_Prompt_: Look through the lines below and copy each one that includes "main".

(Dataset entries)
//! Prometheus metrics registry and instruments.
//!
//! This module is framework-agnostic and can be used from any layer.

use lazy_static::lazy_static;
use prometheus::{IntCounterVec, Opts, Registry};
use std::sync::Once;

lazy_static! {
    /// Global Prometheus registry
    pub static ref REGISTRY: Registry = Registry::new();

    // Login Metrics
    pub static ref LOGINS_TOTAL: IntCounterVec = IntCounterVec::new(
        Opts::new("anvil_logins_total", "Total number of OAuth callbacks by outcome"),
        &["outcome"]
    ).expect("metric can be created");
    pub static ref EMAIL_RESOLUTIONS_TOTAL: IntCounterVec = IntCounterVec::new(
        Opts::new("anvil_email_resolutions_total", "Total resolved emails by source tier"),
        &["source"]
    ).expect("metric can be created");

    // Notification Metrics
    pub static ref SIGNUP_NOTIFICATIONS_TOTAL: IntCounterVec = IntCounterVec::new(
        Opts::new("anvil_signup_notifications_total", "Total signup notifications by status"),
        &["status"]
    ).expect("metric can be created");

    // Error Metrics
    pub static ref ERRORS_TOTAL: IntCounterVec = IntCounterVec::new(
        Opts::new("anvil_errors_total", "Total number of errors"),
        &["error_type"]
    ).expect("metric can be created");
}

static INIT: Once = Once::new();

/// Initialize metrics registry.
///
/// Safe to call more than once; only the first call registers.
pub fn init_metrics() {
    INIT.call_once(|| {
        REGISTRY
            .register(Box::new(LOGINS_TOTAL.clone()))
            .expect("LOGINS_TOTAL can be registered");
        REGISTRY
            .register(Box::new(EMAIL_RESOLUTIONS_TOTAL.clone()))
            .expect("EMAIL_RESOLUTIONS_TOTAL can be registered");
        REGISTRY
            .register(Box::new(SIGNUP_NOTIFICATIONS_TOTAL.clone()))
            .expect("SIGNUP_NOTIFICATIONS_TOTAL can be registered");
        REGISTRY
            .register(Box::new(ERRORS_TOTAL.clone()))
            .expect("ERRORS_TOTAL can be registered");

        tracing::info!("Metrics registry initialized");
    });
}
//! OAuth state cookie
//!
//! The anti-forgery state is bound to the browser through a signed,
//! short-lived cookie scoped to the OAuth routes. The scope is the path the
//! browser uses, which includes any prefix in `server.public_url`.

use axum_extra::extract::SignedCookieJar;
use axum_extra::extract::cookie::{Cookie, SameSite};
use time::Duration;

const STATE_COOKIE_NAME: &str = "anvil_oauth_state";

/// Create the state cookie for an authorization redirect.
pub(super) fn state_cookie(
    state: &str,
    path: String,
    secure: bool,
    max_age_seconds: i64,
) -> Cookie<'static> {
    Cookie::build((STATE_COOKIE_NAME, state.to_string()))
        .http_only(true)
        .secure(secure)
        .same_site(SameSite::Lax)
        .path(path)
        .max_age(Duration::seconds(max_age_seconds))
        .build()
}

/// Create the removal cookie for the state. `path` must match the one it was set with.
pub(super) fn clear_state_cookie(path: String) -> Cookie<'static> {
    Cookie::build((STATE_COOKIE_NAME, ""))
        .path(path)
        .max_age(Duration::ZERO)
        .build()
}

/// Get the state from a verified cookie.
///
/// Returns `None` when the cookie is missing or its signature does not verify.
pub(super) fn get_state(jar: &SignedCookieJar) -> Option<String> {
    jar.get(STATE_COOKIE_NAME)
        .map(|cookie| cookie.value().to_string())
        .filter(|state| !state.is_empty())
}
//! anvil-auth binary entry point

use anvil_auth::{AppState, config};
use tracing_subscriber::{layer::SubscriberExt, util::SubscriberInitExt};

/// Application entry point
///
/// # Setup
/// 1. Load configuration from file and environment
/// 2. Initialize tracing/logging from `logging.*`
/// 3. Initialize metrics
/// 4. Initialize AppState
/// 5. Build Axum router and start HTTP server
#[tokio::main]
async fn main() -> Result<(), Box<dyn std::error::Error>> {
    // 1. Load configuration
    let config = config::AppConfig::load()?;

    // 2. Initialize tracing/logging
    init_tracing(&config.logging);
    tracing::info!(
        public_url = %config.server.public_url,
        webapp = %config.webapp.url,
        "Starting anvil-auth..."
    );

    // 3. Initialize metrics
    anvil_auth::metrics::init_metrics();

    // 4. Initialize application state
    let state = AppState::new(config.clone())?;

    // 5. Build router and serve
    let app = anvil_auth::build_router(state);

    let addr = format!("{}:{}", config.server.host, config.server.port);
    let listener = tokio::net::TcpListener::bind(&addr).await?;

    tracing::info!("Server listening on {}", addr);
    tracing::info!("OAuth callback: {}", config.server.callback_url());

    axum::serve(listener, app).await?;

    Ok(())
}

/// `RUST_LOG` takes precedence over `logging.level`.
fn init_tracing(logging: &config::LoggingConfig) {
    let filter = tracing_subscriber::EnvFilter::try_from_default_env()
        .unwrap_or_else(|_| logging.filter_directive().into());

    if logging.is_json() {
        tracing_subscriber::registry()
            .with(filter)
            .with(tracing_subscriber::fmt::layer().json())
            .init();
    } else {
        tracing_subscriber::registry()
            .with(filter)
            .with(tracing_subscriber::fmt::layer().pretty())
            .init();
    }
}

_Answer below_:
#[tokio::main]
async fn main() -> Result<(), Box<dyn std::error::Error>> {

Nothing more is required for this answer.